▶ [WHAT THE TASK REQUIRES]:
Count up the lines of the data below that contain the string "nothing", then give only the total.

▶ [DATA FOR ANALYSIS]:
//! Trait definitions for external interactions
//!
//! These traits define the boundaries between the tutor core and
//! infrastructure. Implementations live in other crates.

use crate::{HistoryRecord, NewHistoryRecord};

/// Trait for the generative-text backend
///
/// Implemented by the infrastructure layer (switchlang-llm)
pub trait LlmProvider {
    /// Error type for LLM operations
    type Error;

    /// Identifier of the model this provider calls
    fn model_name(&self) -> &str;

    /// Generate text completion
    fn generate(&self, prompt: &str) -> Result<String, Self::Error>;

    /// Generate with structured output (if supported)
    fn generate_structured(&self, prompt: &str, schema: &str) -> Result<String, Self::Error>;
}

/// Trait for the append-only practice history
///
/// Implemented by the infrastructure layer (switchlang-store)
pub trait HistoryStore {
    /// Error type for store operations
    type Error;

    /// Append a record, returning its identifier
    fn append(&mut self, record: NewHistoryRecord) -> Result<i64, Self::Error>;

    /// All records, most recent first
    fn query_all(&self) -> Result<Vec<HistoryRecord>, Self::Error>;
}
//! Evaluation module - feedback for one learner answer

use serde::{Deserialize, Serialize};

/// Marker written into `corrected` and `better_expression` on failure paths
pub const ERROR_MARKER: &str = "Error";

/// Explanation carried by the empty-input sentinel
pub const NO_INPUT_EXPLANATION: &str = "No input provided.";

/// Feedback for one learner answer
///
/// All four fields are always present. Failure paths fill them with an error
/// marker instead of omitting them, so consumers never branch on missing keys.
///
/// The serialized form uses exactly these snake_case keys; it is both the
/// backend output contract and the history store's `feedback` column.
#[derive(Debug, Clone, PartialEq, Eq, Serialize, Deserialize)]
pub struct EvaluationResult {
    /// Whether the answer is grammatically and contextually correct
    pub is_correct: bool,

    /// Grammar-only fix of the answer; equals the answer when already correct
    pub corrected: String,

    /// Most natural native-speaker rendering
    pub better_expression: String,

    /// Concise rationale
    pub explanation: String,
}

impl EvaluationResult {
    /// Build an error-marked result carrying `diagnostic` as the explanation
    pub fn error(diagnostic: impl Into<String>) -> Self {
        Self {
            is_correct: false,
            corrected: ERROR_MARKER.to_string(),
            better_expression: ERROR_MARKER.to_string(),
            explanation: diagnostic.into(),
        }
    }

    /// The constant result returned when the learner typed nothing
    pub fn no_input() -> Self {
        Self {
            is_correct: false,
            corrected: String::new(),
            better_expression: String::new(),
            explanation: NO_INPUT_EXPLANATION.to_string(),
        }
    }

    /// Whether this result came from a failure path
    pub fn is_error(&self) -> bool {
        !self.is_correct
            && self.corrected == ERROR_MARKER
            && self.better_expression == ERROR_MARKER
    }

    /// Whether this is the empty-input sentinel
    pub fn is_no_input(&self) -> bool {
        *self == Self::no_input()
    }
}

#[cfg(test)]
mod tests {
    use super::*;

    #[test]
    fn test_error_result_is_marked() {
        let result = EvaluationResult::error("backend unavailable");
        assert!(result.is_error());
        assert!(!result.is_correct);
        assert_eq!(result.corrected, "Error");
        assert_eq!(result.better_expression, "Error");
        assert_eq!(result.explanation, "backend unavailable");
    }

    #[test]
    fn test_no_input_sentinel() {
        let result = EvaluationResult::no_input();
        assert!(result.is_no_input());
        assert!(!result.is_error());
        assert_eq!(result.explanation, NO_INPUT_EXPLANATION);
    }

    #[test]
    fn test_serialized_keys() {
        let result = EvaluationResult {
            is_correct: true,
            corrected: "x".to_string(),
            better_expression: "y".to_string(),
            explanation: "z".to_string(),
        };
        let json = serde_json::to_value(&result).unwrap();
        let obj = json.as_object().unwrap();
        assert_eq!(obj.len(), 4);
        assert!(obj.contains_key("is_correct"));
        assert!(obj.contains_key("corrected"));
        assert!(obj.contains_key("better_expression"));
        assert!(obj.contains_key("explanation"));
    }

    #[test]
    fn test_correct_result_is_not_error() {
        let result = EvaluationResult {
            is_correct: true,
            corrected: "Error".to_string(),
            better_expression: "Error".to_string(),
            explanation: String::new(),
        };
        assert!(!result.is_error());
    }
}
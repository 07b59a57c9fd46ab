//! In-memory history store

use crate::{now_secs, StoreError};
use switchlang_domain::traits::HistoryStore;
use switchlang_domain::{HistoryRecord, NewHistoryRecord};

/// History store backed by a `Vec`, with the same ordering as SQLite
#[derive(Debug, Default, Clone)]
pub struct InMemoryHistoryStore {
    records: Vec<HistoryRecord>,
}

impl InMemoryHistoryStore {
    /// Create an empty store
    pub fn new() -> Self {
        Self::default()
    }

    /// Number of stored records
    pub fn len(&self) -> usize {
        self.records.len()
    }

    /// Whether nothing has been recorded
    pub fn is_empty(&self) -> bool {
        self.records.is_empty()
    }
}

impl HistoryStore for InMemoryHistoryStore {
    type Error = StoreError;

    fn append(&mut self, record: NewHistoryRecord) -> Result<i64, Self::Error> {
        let id = self.records.len() as i64 + 1;
        self.records.push(HistoryRecord {
            id,
            timestamp: now_secs(),
            source_language: record.source_language,
            target_language: record.target_language,
            source_text: record.source_text,
            user_input: record.user_input,
            feedback: record.feedback,
        });
        Ok(id)
    }

    fn query_all(&self) -> Result<Vec<HistoryRecord>, Self::Error> {
        let mut records = self.records.clone();
        records.sort_by(|a, b| b.timestamp.cmp(&a.timestamp).then(b.id.cmp(&a.id)));
        Ok(records)
    }
}
//! Gemini Provider Implementation
//!
//! Provides integration with the Google Gemini `generateContent` REST API.
//!
//! # Features
//!
//! - Async HTTP communication, exposed synchronously through `LlmProvider`
//! - Configurable endpoint, model, timeout and retry count
//! - Retry logic with exponential backoff on transport errors, 429 and 5xx
//! - JSON response mode for structured generation
//! - Model listing
//!
//! # Examples
//!
//! ```no_run
//! use switchlang_llm::GeminiProvider;
//! use switchlang_domain::traits::LlmProvider;
//!
//! let provider = GeminiProvider::new("api-key", "gemini-3-flash-preview").unwrap();
//! let text = provider.generate("Say hello").unwrap();
//! ```

use crate::LlmError;
use serde::{Deserialize, Serialize};
use std::time::Duration;
use switchlang_domain::traits::LlmProvider as LlmProviderTrait;
use tracing::{debug, warn};

/// Default Gemini API endpoint
pub const DEFAULT_ENDPOINT: &str = "https://generativelanguage.googleapis.com";

/// Default model
pub const DEFAULT_MODEL: &str = "gemini-3-flash-preview";

/// Default timeout for LLM requests (30 seconds)
pub const DEFAULT_TIMEOUT_SECS: u64 = 30;

/// Default number of attempts per request
pub const DEFAULT_MAX_RETRIES: u32 = 3;

/// Longest wait between attempts
const MAX_BACKOFF_SECS: u64 = 60;

const API_KEY_HEADER: &str = "x-goog-api-key";
const GENERATE_METHOD: &str = "generateContent";

/// Gemini API provider
///
/// The provider owns a current-thread tokio runtime that drives its HTTP
/// client. The synchronous `LlmProvider` methods must not be called from
/// inside another tokio runtime.
pub struct GeminiProvider {
    endpoint: String,
    model: String,
    api_key: String,
    client: reqwest::Client,
    runtime: tokio::runtime::Runtime,
    max_retries: u32,
}

/// Request body for the generateContent API
#[derive(Serialize)]
#[serde(rename_all = "camelCase")]
struct GenerateContentRequest<'a> {
    contents: Vec<Content<'a>>,
    #[serde(skip_serializing_if = "Option::is_none")]
    generation_config: Option<GenerationConfig<'a>>,
}

#[derive(Serialize)]
struct Content<'a> {
    parts: Vec<Part<'a>>,
}

#[derive(Serialize)]
struct Part<'a> {
    text: &'a str,
}

#[derive(Serialize)]
#[serde(rename_all = "camelCase")]
struct GenerationConfig<'a> {
    response_mime_type: &'a str,
}

/// Response from the generateContent API
#[derive(Deserialize)]
struct GenerateContentResponse {
    #[serde(default)]
    candidates: Vec<Candidate>,
}

#[derive(Deserialize)]
struct Candidate {
    content: Option<CandidateContent>,
}

#[derive(Deserialize)]
struct CandidateContent {
    #[serde(default)]
    parts: Vec<ResponsePart>,
}

#[derive(Deserialize)]
struct ResponsePart {
    text: Option<String>,
}

/// Response from the models list API
#[derive(Deserialize)]
#[serde(rename_all = "camelCase")]
struct ListModelsResponse {
    #[serde(default)]
    models: Vec<ModelInfo>,
    next_page_token: Option<String>,
}

#[derive(Deserialize)]
#[serde(rename_all = "camelCase")]
struct ModelInfo {
    name: String,
    #[serde(default)]
    supported_generation_methods: Vec<String>,
}

impl GeminiProvider {
    /// Create a new Gemini provider against the public endpoint
    ///
    /// # Errors
    ///
    /// Returns `LlmError::Configuration` if the API key is empty or the HTTP
    /// client or runtime cannot be built.
    pub fn new(api_key: impl Into<String>, model: impl Into<String>) -> Result<Self, LlmError> {
        let api_key = api_key.into();
        if api_key.trim().is_empty() {
            return Err(LlmError::Configuration("API key is empty".to_string()));
        }

        let runtime = tokio::runtime::Builder::new_current_thread()
            .enable_all()
            .build()
            .map_err(|e| LlmError::Configuration(format!("Failed to start runtime: {}", e)))?;

        Ok(Self {
            endpoint: DEFAULT_ENDPOINT.to_string(),
            model: model.into(),
            api_key,
            client: build_client(Duration::from_secs(DEFAULT_TIMEOUT_SECS))?,
            runtime,
            max_retries: DEFAULT_MAX_RETRIES,
        })
    }

    /// Use a different API endpoint (e.g. a proxy)
    pub fn with_endpoint(mut self, endpoint: impl Into<String>) -> Self {
        self.endpoint = endpoint.into().trim_end_matches('/').to_string();
        self
    }

    /// Set the maximum number of attempts per request
    pub fn with_max_retries(mut self, max_retries: u32) -> Self {
        self.max_retries = max_retries.max(1);
        self
    }

    /// Set the per-request timeout
    pub fn with_timeout(mut self, timeout: Duration) -> Result<Self, LlmError> {
        self.client = build_client(timeout)?;
        Ok(self)
    }

    /// Generate text using the Gemini API
    ///
    /// When `json_mode` is set the API is asked for an `application/json`
    /// response.
    ///
    /// # Errors
    ///
    /// Returns error if:
    /// - The network is unreachable or every attempt failed
    /// - The model is not available (HTTP 404)
    /// - The key is rejected or the request is invalid (other 4xx)
    /// - The response contains no text
    pub async fn generate_async(&self, prompt: &str, json_mode: bool) -> Result<String, LlmError> {
        let url = format!(
            "{}/v1beta/models/{}:{}",
            self.endpoint, self.model, GENERATE_METHOD
        );

        let request_body = GenerateContentRequest {
            contents: vec![Content {
                parts: vec![Part { text: prompt }],
            }],
            generation_config: json_mode.then_some(GenerationConfig {
                response_mime_type: "application/json",
            }),
        };

        debug!("Gemini request to model '{}', prompt {} chars", self.model, prompt.len());

        // Retry logic with exponential backoff
        let mut attempts = 0;
        let mut last_error = None;

        while attempts < self.max_retries {
            match self
                .client
                .post(&url)
                .header(API_KEY_HEADER, &self.api_key)
                .json(&request_body)
                .send()
                .await
            {
                Ok(response) => {
                    let status = response.status();
                    if status.is_success() {
                        let body = response.json::<GenerateContentResponse>().await.map_err(|e| {
                            LlmError::InvalidResponse(format!("Failed to parse response: {}", e))
                        })?;
                        return extract_text(body);
                    } else if status == reqwest::StatusCode::NOT_FOUND {
                        return Err(LlmError::ModelNotAvailable(self.model.clone()));
                    } else if status == reqwest::StatusCode::TOO_MANY_REQUESTS {
                        last_error = Some(LlmError::RateLimitExceeded);
                    } else {
                        let error_text = response
                            .text()
                            .await
                            .unwrap_or_else(|_| "Unknown error".to_string());
                        let error =
                            LlmError::Communication(format!("HTTP {}: {}", status, error_text));
                        if status.is_client_error() {
                            return Err(error);
                        }
                        last_error = Some(error);
                    }
                }
                Err(e) => {
                    last_error = Some(LlmError::Communication(format!("Request failed: {}", e)));
                }
            }

            attempts += 1;
            if attempts < self.max_retries {
                let delay = backoff_delay(attempts);
                warn!("Gemini attempt {} failed, retrying in {:?}", attempts, delay);
                tokio::time::sleep(delay).await;
            }
        }

        Err(last_error
            .unwrap_or_else(|| LlmError::Communication("Max retries exceeded".to_string())))
    }

    /// List models that support content generation, without the `models/`
    /// prefix
    pub async fn list_models_async(&self) -> Result<Vec<String>, LlmError> {
        let url = format!("{}/v1beta/models", self.endpoint);
        let mut names = Vec::new();
        let mut page_token: Option<String> = None;

        loop {
            let mut request = self
                .client
                .get(&url)
                .header(API_KEY_HEADER, &self.api_key)
                .query(&[("pageSize", "1000")]);
            if let Some(token) = &page_token {
                request = request.query(&[("pageToken", token.as_str())]);
            }

            let response = request
                .send()
                .await
                .map_err(|e| LlmError::Communication(format!("Request failed: {}", e)))?;

            let status = response.status();
            if !status.is_success() {
                let error_text = response
                    .text()
                    .await
                    .unwrap_or_else(|_| "Unknown error".to_string());
                return Err(LlmError::Communication(format!("HTTP {}: {}", status, error_text)));
            }

            let page = response.json::<ListModelsResponse>().await.map_err(|e| {
                LlmError::InvalidResponse(format!("Failed to parse model list: {}", e))
            })?;

            names.extend(generation_models(page.models));

            match page.next_page_token.filter(|t| !t.is_empty()) {
                Some(token) => page_token = Some(token),
                None => break,
            }
        }

        Ok(names)
    }

    /// Blocking wrapper for [`GeminiProvider::list_models_async`]
    pub fn list_models(&self) -> Result<Vec<String>, LlmError> {
        self.runtime.block_on(self.list_models_async())
    }
}

impl LlmProviderTrait for GeminiProvider {
    type Error = LlmError;

    fn model_name(&self) -> &str {
        &self.model
    }

    fn generate(&self, prompt: &str) -> Result<String, Self::Error> {
        self.runtime.block_on(self.generate_async(prompt, false))
    }

    fn generate_structured(&self, prompt: &str, _schema: &str) -> Result<String, Self::Error> {
        // The schema travels inside the prompt; the API is only told to emit JSON
        self.runtime.block_on(self.generate_async(prompt, true))
    }
}

fn build_client(timeout: Duration) -> Result<reqwest::Client, LlmError> {
    reqwest::Client::builder()
        .timeout(timeout)
        .build()
        .map_err(|e| LlmError::Configuration(format!("Failed to build HTTP client: {}", e)))
}

/// Concatenate the text parts of the first candidate
fn extract_text(response: GenerateContentResponse) -> Result<String, LlmError> {
    let candidate = response
        .candidates
        .into_iter()
        .next()
        .ok_or_else(|| LlmError::InvalidResponse("Response has no candidates".to_string()))?;

    let text: String = candidate
        .content
        .map(|c| c.parts.into_iter().filter_map(|p| p.text).collect::<String>())
        .unwrap_or_default();

    if text.is_empty() {
        return Err(LlmError::InvalidResponse("Candidate has no text".to_string()));
    }
    Ok(text)
}

fn generation_models(models: Vec<ModelInfo>) -> impl Iterator<Item = String> {
    models
        .into_iter()
        .filter(|m| m.supported_generation_methods.iter().any(|s| s == GENERATE_METHOD))
        .map(|m| strip_model_prefix(&m.name).to_string())
}

fn strip_model_prefix(name: &str) -> &str {
    name.rsplit('/').next().unwrap_or(name)
}

/// Exponential backoff after the `attempt`-th failure: 1s, 2s, 4s, capped
fn backoff_delay(attempt: u32) -> Duration {
    let secs = 2u64
        .checked_pow(attempt.saturating_sub(1))
        .map_or(MAX_BACKOFF_SECS, |secs| secs.min(MAX_BACKOFF_SECS));
    Duration::from_secs(secs)
}

#[cfg(test)]
mod tests {
    use super::*;

    #[test]
    fn test_gemini_provider_creation() {
        let provider = GeminiProvider::new("key", "gemini-pro").unwrap();
        assert_eq!(provider.endpoint, DEFAULT_ENDPOINT);
        assert_eq!(provider.model_name(), "gemini-pro");
        assert_eq!(provider.max_retries, DEFAULT_MAX_RETRIES);
    }

    #[test]
    fn test_gemini_provider_rejects_empty_key() {
        let result = GeminiProvider::new("  ", DEFAULT_MODEL);
        assert!(matches!(result, Err(LlmError::Configuration(_))));
    }

    #[test]
    fn test_gemini_provider_builders() {
        let provider = GeminiProvider::new("key", DEFAULT_MODEL)
            .unwrap()
            .with_endpoint("http://localhost:8080/")
            .with_max_retries(0);
        assert_eq!(provider.endpoint, "http://localhost:8080");
        assert_eq!(provider.max_retries, 1);
    }

    #[test]
    fn test_backoff_delay_is_capped() {
        assert_eq!(backoff_delay(1), Duration::from_secs(1));
        assert_eq!(backoff_delay(3), Duration::from_secs(4));
        assert_eq!(backoff_delay(7), Duration::from_secs(MAX_BACKOFF_SECS));
        assert_eq!(backoff_delay(100), Duration::from_secs(MAX_BACKOFF_SECS));
        assert_eq!(backoff_delay(u32::MAX), Duration::from_secs(MAX_BACKOFF_SECS));
    }

    #[test]
    fn test_request_serialization() {
        let body = GenerateContentRequest {
            contents: vec![Content {
                parts: vec![Part { text: "hi" }],
            }],
            generation_config: Some(GenerationConfig {
                response_mime_type: "application/json",
            }),
        };
        let json = serde_json::to_value(&body).unwrap();
        assert_eq!(json["contents"][0]["parts"][0]["text"], "hi");
        assert_eq!(json["generationConfig"]["responseMimeType"], "application/json");

        let plain = GenerateContentRequest {
            contents: vec![],
            generation_config: None,
        };
        let json = serde_json::to_value(&plain).unwrap();
        assert!(json.get("generationConfig").is_none());
    }

    #[test]
    fn test_extract_text_joins_parts() {
        let response: GenerateContentResponse = serde_json::from_str(
            r#"{"candidates":[{"content":{"parts":[{"text":"Hello "},{"text":"world"}]}}]}"#,
        )
        .unwrap();
        assert_eq!(extract_text(response).unwrap(), "Hello world");
    }

    #[test]
    fn test_extract_text_without_candidates() {
        let response: GenerateContentResponse = serde_json::from_str("{}").unwrap();
        assert!(matches!(
            extract_text(response),
            Err(LlmError::InvalidResponse(_))
        ));
    }

    #[test]
    fn test_generation_models_filter() {
        let page: ListModelsResponse = serde_json::from_str(
            r#"{"models":[
                {"name":"models/gemini-3-flash-preview","supportedGenerationMethods":["generateContent","countTokens"]},
                {"name":"models/text-embedding-004","supportedGenerationMethods":["embedContent"]}
            ]}"#,
        )
        .unwrap();
        let names: Vec<String> = generation_models(page.models).collect();
        assert_eq!(names, vec!["gemini-3-flash-preview"]);
        assert!(page.next_page_token.is_none());
    }

    #[test]
    fn test_gemini_error_handling() {
        // Use invalid endpoint to trigger error
        let provider = GeminiProvider::new("key", DEFAULT_MODEL)
            .unwrap()
            .with_endpoint("http://localhost:99999")
            .with_max_retries(1);

        match provider.generate("test") {
            Err(LlmError::Communication(_)) => {} // Expected
            other => panic!("Expected Communication error, got {:?}", other.map(|_| ())),
        }
    }
}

▶ [EXERCISE RESPONSE]:
2